This morning I was greeted by a leaf-footed bug (family Coreidae) clinging to the side of my garage. Naturally I grabbed my camera to photograph it, and later identified it as a western conifer seed bug (Hemiptera: Coreidae: Leptoglossus occidentalis).
The white zig-zag pattern on the hemelytra (forewings) is diagnostic for this genus.
As the common family name suggests, leaf-footed bugs often exhibit a “leaf” shape on their rear tibiae. Equal length of the “leaves” on the upper and lower surfaces on the hind tibeae are indicative of this species within the genus. I was surprised to learn this was a western conifer seed bug, since Michigan can hardly be considered “western.” Apparently, however, this species has been migrating eastward for decades since its discovery west of the Rocky Mountains.

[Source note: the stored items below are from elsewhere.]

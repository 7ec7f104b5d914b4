// SPDX-License-Identifier: Apache-2.0 OR MIT
// Copyright (c) 2025-2026 naskel.com

//! Payload capture and restore.
//!
//! A captured payload records its type key and declared field values.
//! Restoring looks the key up in a registry and rebuilds the instance, so
//! only registered types round-trip.

use super::{Payload, PayloadError, StructRegistry, TypeKey};
use crate::types::Value;
use serde::{Deserialize, Serialize};
use std::fmt;

/// Persistence errors.
#[derive(Debug)]
pub enum PersistError {
    /// The payload's type was built outside any registry.
    Detached(String),
    /// No type is registered under the captured key.
    NotRegistered(TypeKey),
    /// Restoring a field failed.
    Payload(PayloadError),
    /// JSON encoding or decoding failed.
    Json(serde_json::Error),
}

impl fmt::Display for PersistError {
    fn fmt(&self, f: &mut fmt::Formatter<'_>) -> fmt::Result {
        match self {
            Self::Detached(name) => write!(f, "type '{}' is not registered and cannot be captured", name),
            Self::NotRegistered(key) => write!(f, "no type registered under {}", key),
            Self::Payload(e) => write!(f, "restore failed: {}", e),
            Self::Json(e) => write!(f, "JSON error: {}", e),
        }
    }
}

impl std::error::Error for PersistError {
    fn source(&self) -> Option<&(dyn std::error::Error + 'static)> {
        match self {
            Self::Payload(e) => Some(e),
            Self::Json(e) => Some(e),
            _ => None,
        }
    }
}

impl From<PayloadError> for PersistError {
    fn from(e: PayloadError) -> Self {
        Self::Payload(e)
    }
}

impl From<serde_json::Error> for PersistError {
    fn from(e: serde_json::Error) -> Self {
        Self::Json(e)
    }
}

/// Serializable mirror of [`Value`].
#[derive(Debug, Clone, PartialEq, Serialize, Deserialize)]
#[serde(tag = "type", content = "value", rename_all = "lowercase")]
pub enum StateValue {
    Null,
    Bool(bool),
    Byte(i8),
    I16(i16),
    I32(i32),
    I64(i64),
    Double(f64),
    String(String),
    Binary(Vec<u8>),
    Struct(PayloadState),
    List(Vec<StateValue>),
    Set(Vec<StateValue>),
    Map(Vec<(StateValue, StateValue)>),
}

/// Captured state of one payload.
#[derive(Debug, Clone, PartialEq, Serialize, Deserialize)]
pub struct PayloadState {
    pub namespace: String,
    pub name: String,
    /// Declared fields in constructor order.
    pub fields: Vec<(String, StateValue)>,
}

impl Payload {
    /// Capture the declared fields of a registered payload.
    pub fn capture(&self) -> Result<PayloadState, PersistError> {
        let key = self
            .struct_type()
            .key()
            .ok_or_else(|| PersistError::Detached(self.type_name().to_string()))?;
        let fields = self
            .fields()
            .map(|(name, value)| Ok((name.to_string(), capture_value(value)?)))
            .collect::<Result<_, PersistError>>()?;
        Ok(PayloadState {
            namespace: key.namespace.clone(),
            name: key.name.clone(),
            fields,
        })
    }
}

fn capture_value(value: &Value) -> Result<StateValue, PersistError> {
    let state = match value {
        Value::Null => StateValue::Null,
        Value::Bool(v) => StateValue::Bool(*v),
        Value::Byte(v) => StateValue::Byte(*v),
        Value::I16(v) => StateValue::I16(*v),
        Value::I32(v) => StateValue::I32(*v),
        Value::I64(v) => StateValue::I64(*v),
        Value::Double(v) => StateValue::Double(*v),
        Value::String(v) => StateValue::String(v.clone()),
        Value::Binary(v) => StateValue::Binary(v.clone()),
        Value::Struct(p) => StateValue::Struct(p.capture()?),
        Value::List(items) => StateValue::List(capture_all(items)?),
        Value::Set(items) => StateValue::Set(capture_all(items)?),
        Value::Map(entries) => StateValue::Map(
            entries
                .iter()
                .map(|(k, v)| Ok((capture_value(k)?, capture_value(v)?)))
                .collect::<Result<_, PersistError>>()?,
        ),
    };
    Ok(state)
}

fn capture_all(items: &[Value]) -> Result<Vec<StateValue>, PersistError> {
    items.iter().map(capture_value).collect()
}

impl PayloadState {
    pub fn key(&self) -> TypeKey {
        TypeKey::new(self.namespace.clone(), self.name.clone())
    }

    /// Rebuild the payload against the types in `registry`.
    pub fn restore(&self, registry: &StructRegistry) -> Result<Payload, PersistError> {
        let key = self.key();
        let ty = registry
            .lookup_key(&key)
            .ok_or(PersistError::NotRegistered(key))?;
        let mut payload = ty.new_instance();
        for (name, state) in &self.fields {
            payload.set(name, restore_value(state, registry)?)?;
        }
        Ok(payload)
    }

    pub fn to_json(&self) -> Result<String, PersistError> {
        Ok(serde_json::to_string(self)?)
    }

    pub fn from_json(json: &str) -> Result<Self, PersistError> {
        Ok(serde_json::from_str(json)?)
    }
}

fn restore_value(state: &StateValue, registry: &StructRegistry) -> Result<Value, PersistError> {
    let value = match state {
        StateValue::Null => Value::Null,
        StateValue::Bool(v) => Value::Bool(*v),
        StateValue::Byte(v) => Value::Byte(*v),
        StateValue::I16(v) => Value::I16(*v),
        StateValue::I32(v) => Value::I32(*v),
        StateValue::I64(v) => Value::I64(*v),
        StateValue::Double(v) => Value::Double(*v),
        StateValue::String(v) => Value::String(v.clone()),
        StateValue::Binary(v) => Value::Binary(v.clone()),
        StateValue::Struct(p) => Value::from(p.restore(registry)?),
        StateValue::List(items) => Value::List(restore_all(items, registry)?),
        StateValue::Set(items) => Value::Set(restore_all(items, registry)?),
        StateValue::Map(entries) => Value::Map(
            entries
                .iter()
                .map(|(k, v)| Ok((restore_value(k, registry)?, restore_value(v, registry)?)))
                .collect::<Result<_, PersistError>>()?,
        ),
    };
    Ok(value)
}

fn restore_all(items: &[StateValue], registry: &StructRegistry) -> Result<Vec<Value>, PersistError> {
    items.iter().map(|s| restore_value(s, registry)).collect()
}
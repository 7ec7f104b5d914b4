// SPDX-License-Identifier: Apache-2.0 OR MIT
// Copyright (c) 2025-2026 naskel.com

//! Client-side protocol wrapper for multiplexed servers.

use super::{MessageHeader, Protocol, ProtocolResult, Transport};
use crate::config::MULTIPLEX_SEPARATOR;
use crate::payload::Payload;
use crate::types::{MessageType, TType};

/// Prefixes request message names with `"{service}{separator}"`.
///
/// Replies and exceptions pass through unchanged.
#[derive(Debug)]
pub struct MultiplexedProtocol<P> {
    inner: P,
    service: String,
    separator: char,
}

impl<P: Protocol> MultiplexedProtocol<P> {
    pub fn new(inner: P, service: impl Into<String>) -> Self {
        Self::with_separator(inner, service, MULTIPLEX_SEPARATOR)
    }

    pub fn with_separator(inner: P, service: impl Into<String>, separator: char) -> Self {
        Self {
            inner,
            service: service.into(),
            separator,
        }
    }

    pub fn service(&self) -> &str {
        &self.service
    }

    pub fn into_inner(self) -> P {
        self.inner
    }
}

impl<P: Protocol> Transport for MultiplexedProtocol<P> {
    fn flush(&mut self) -> ProtocolResult<()> {
        self.inner.flush()
    }

    fn close(&mut self) -> ProtocolResult<()> {
        self.inner.close()
    }
}

impl<P: Protocol> Protocol for MultiplexedProtocol<P> {
    fn write_message_begin(
        &mut self,
        name: &str,
        kind: MessageType,
        seqid: i32,
    ) -> ProtocolResult<()> {
        if kind.is_request() {
            let prefixed = format!("{}{}{}", self.service, self.separator, name);
            self.inner.write_message_begin(&prefixed, kind, seqid)
        } else {
            self.inner.write_message_begin(name, kind, seqid)
        }
    }

    fn write_message_end(&mut self) -> ProtocolResult<()> {
        self.inner.write_message_end()
    }

    fn read_message_begin(&mut self) -> ProtocolResult<MessageHeader> {
        self.inner.read_message_begin()
    }

    fn read_message_end(&mut self) -> ProtocolResult<()> {
        self.inner.read_message_end()
    }

    fn write_struct(&mut self, value: &Payload) -> ProtocolResult<()> {
        self.inner.write_struct(value)
    }

    fn read_struct(&mut self, value: &mut Payload) -> ProtocolResult<()> {
        self.inner.read_struct(value)
    }

    fn skip(&mut self, ttype: TType) -> ProtocolResult<()> {
        self.inner.skip(ttype)
    }
}

#[cfg(test)]
mod tests {
    use super::*;
    use crate::protocol::MemoryProtocol;

    #[test]
    fn prefixes_requests_only() {
        let (local, mut peer) = MemoryProtocol::pair();
        let mut prot = MultiplexedProtocol::new(local, "Calculator");

        prot.write_message_begin("add", MessageType::Call, 1).unwrap();
        prot.write_message_end().unwrap();
        prot.write_message_begin("log", MessageType::Oneway, 2).unwrap();
        prot.write_message_end().unwrap();
        prot.write_message_begin("add", MessageType::Reply, 1).unwrap();
        prot.write_message_end().unwrap();
        prot.flush().unwrap();

        let names: Vec<_> = (0..3)
            .map(|_| {
                let header = peer.read_message_begin().unwrap();
                peer.read_message_end().unwrap();
                header.name
            })
            .collect();
        assert_eq!(names, vec!["Calculator:add", "Calculator:log", "add"]);
    }

    #[test]
    fn custom_separator() {
        let (local, mut peer) = MemoryProtocol::pair();
        let mut prot = MultiplexedProtocol::with_separator(local, "svc", '/');
        prot.write_message_begin("ping", MessageType::Call, 0).unwrap();
        prot.flush().unwrap();
        assert_eq!(peer.read_message_begin().unwrap().name, "svc/ping");
    }
}
// SPDX-License-Identifier: Apache-2.0 OR MIT
// Copyright (c) 2025-2026 naskel.com

//! Field type tags and message kinds.

use std::fmt;

/// Wire-level type tag of a field.
///
/// Several IDL spellings share one tag: `i08` is [`TType::Byte`], and
/// `utf7`/`binary` are [`TType::String`]. Encoding-specific distinctions
/// between those spellings live in the codecs, not here.
#[derive(Debug, Clone, Copy, PartialEq, Eq, Hash, PartialOrd, Ord)]
#[repr(u8)]
pub enum TType {
    Stop = 0,
    Void = 1,
    Bool = 2,
    Byte = 3,
    Double = 4,
    I16 = 6,
    I32 = 8,
    I64 = 10,
    String = 11,
    Struct = 12,
    Map = 13,
    Set = 14,
    List = 15,
    Utf8 = 16,
    Utf16 = 17,
}

impl TType {
    /// Alias of [`TType::Byte`].
    pub const I08: TType = TType::Byte;
    /// Alias of [`TType::String`].
    pub const UTF7: TType = TType::String;
    /// Alias of [`TType::String`]; binary payloads are strings at the tag level.
    pub const BINARY: TType = TType::String;

    /// Convert from a raw tag value.
    pub fn from_u8(value: u8) -> Option<Self> {
        match value {
            0 => Some(Self::Stop),
            1 => Some(Self::Void),
            2 => Some(Self::Bool),
            3 => Some(Self::Byte),
            4 => Some(Self::Double),
            6 => Some(Self::I16),
            8 => Some(Self::I32),
            10 => Some(Self::I64),
            11 => Some(Self::String),
            12 => Some(Self::Struct),
            13 => Some(Self::Map),
            14 => Some(Self::Set),
            15 => Some(Self::List),
            16 => Some(Self::Utf8),
            17 => Some(Self::Utf16),
            _ => None,
        }
    }

    /// Raw tag value.
    pub fn as_u8(self) -> u8 {
        self as u8
    }

    /// Upper-case tag name used in error messages and shape descriptions.
    pub fn name(self) -> &'static str {
        match self {
            Self::Stop => "STOP",
            Self::Void => "VOID",
            Self::Bool => "BOOL",
            Self::Byte => "BYTE",
            Self::Double => "DOUBLE",
            Self::I16 => "I16",
            Self::I32 => "I32",
            Self::I64 => "I64",
            Self::String => "STRING",
            Self::Struct => "STRUCT",
            Self::Map => "MAP",
            Self::Set => "SET",
            Self::List => "LIST",
            Self::Utf8 => "UTF8",
            Self::Utf16 => "UTF16",
        }
    }

    /// True for LIST, SET and MAP.
    pub fn is_container(self) -> bool {
        matches!(self, Self::List | Self::Set | Self::Map)
    }

    /// True for the three string-like tags.
    pub fn is_string(self) -> bool {
        matches!(self, Self::String | Self::Utf8 | Self::Utf16)
    }
}

impl fmt::Display for TType {
    fn fmt(&self, f: &mut fmt::Formatter<'_>) -> fmt::Result {
        f.write_str(self.name())
    }
}

/// Kind of an RPC message.
#[derive(Debug, Clone, Copy, PartialEq, Eq, Hash)]
#[repr(i32)]
pub enum MessageType {
    Call = 1,
    Reply = 2,
    Exception = 3,
    Oneway = 4,
}

impl MessageType {
    /// Convert from i32
    pub fn from_i32(value: i32) -> Option<Self> {
        match value {
            1 => Some(Self::Call),
            2 => Some(Self::Reply),
            3 => Some(Self::Exception),
            4 => Some(Self::Oneway),
            _ => None,
        }
    }

    /// Convert to i32
    pub fn as_i32(self) -> i32 {
        self as i32
    }

    /// CALL and ONEWAY are the request kinds.
    pub fn is_request(self) -> bool {
        matches!(self, Self::Call | Self::Oneway)
    }
}

#[cfg(test)]
mod tests {
    use super::*;

    #[test]
    fn aliases_share_tags() {
        assert_eq!(TType::I08, TType::Byte);
        assert_eq!(TType::UTF7, TType::String);
        assert_eq!(TType::BINARY, TType::String);
        assert_eq!(TType::BINARY.name(), "STRING");
        assert_eq!(TType::I08.to_string(), "BYTE");
    }

    #[test]
    fn tag_values_roundtrip() {
        for raw in 0u8..=20 {
            if let Some(tag) = TType::from_u8(raw) {
                assert_eq!(tag.as_u8(), raw);
            }
        }
        assert_eq!(TType::from_u8(5), None);
        assert_eq!(TType::from_u8(12), Some(TType::Struct));
    }

    #[test]
    fn message_type_conversion() {
        assert_eq!(MessageType::from_i32(1), Some(MessageType::Call));
        assert_eq!(MessageType::from_i32(4), Some(MessageType::Oneway));
        assert_eq!(MessageType::from_i32(9), None);
        assert_eq!(MessageType::Exception.as_i32(), 3);
        assert!(MessageType::Oneway.is_request());
        assert!(!MessageType::Reply.is_request());
    }
}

These bugs use their piercing-sucking mouthparts to feed on the juices of pines, spruces, hemlocks, and firs, of which I have several on my property. I suspect the individual shown here will soon be fed upon by a parasitoid wasp or fly. The white spot on its head doesn’t belong there. I think it’s probably an egg of one such parasitoid. If I’m correct, then upon hatching the young wasp or fly will burrow into the bug’s body to eat it alive from the inside out.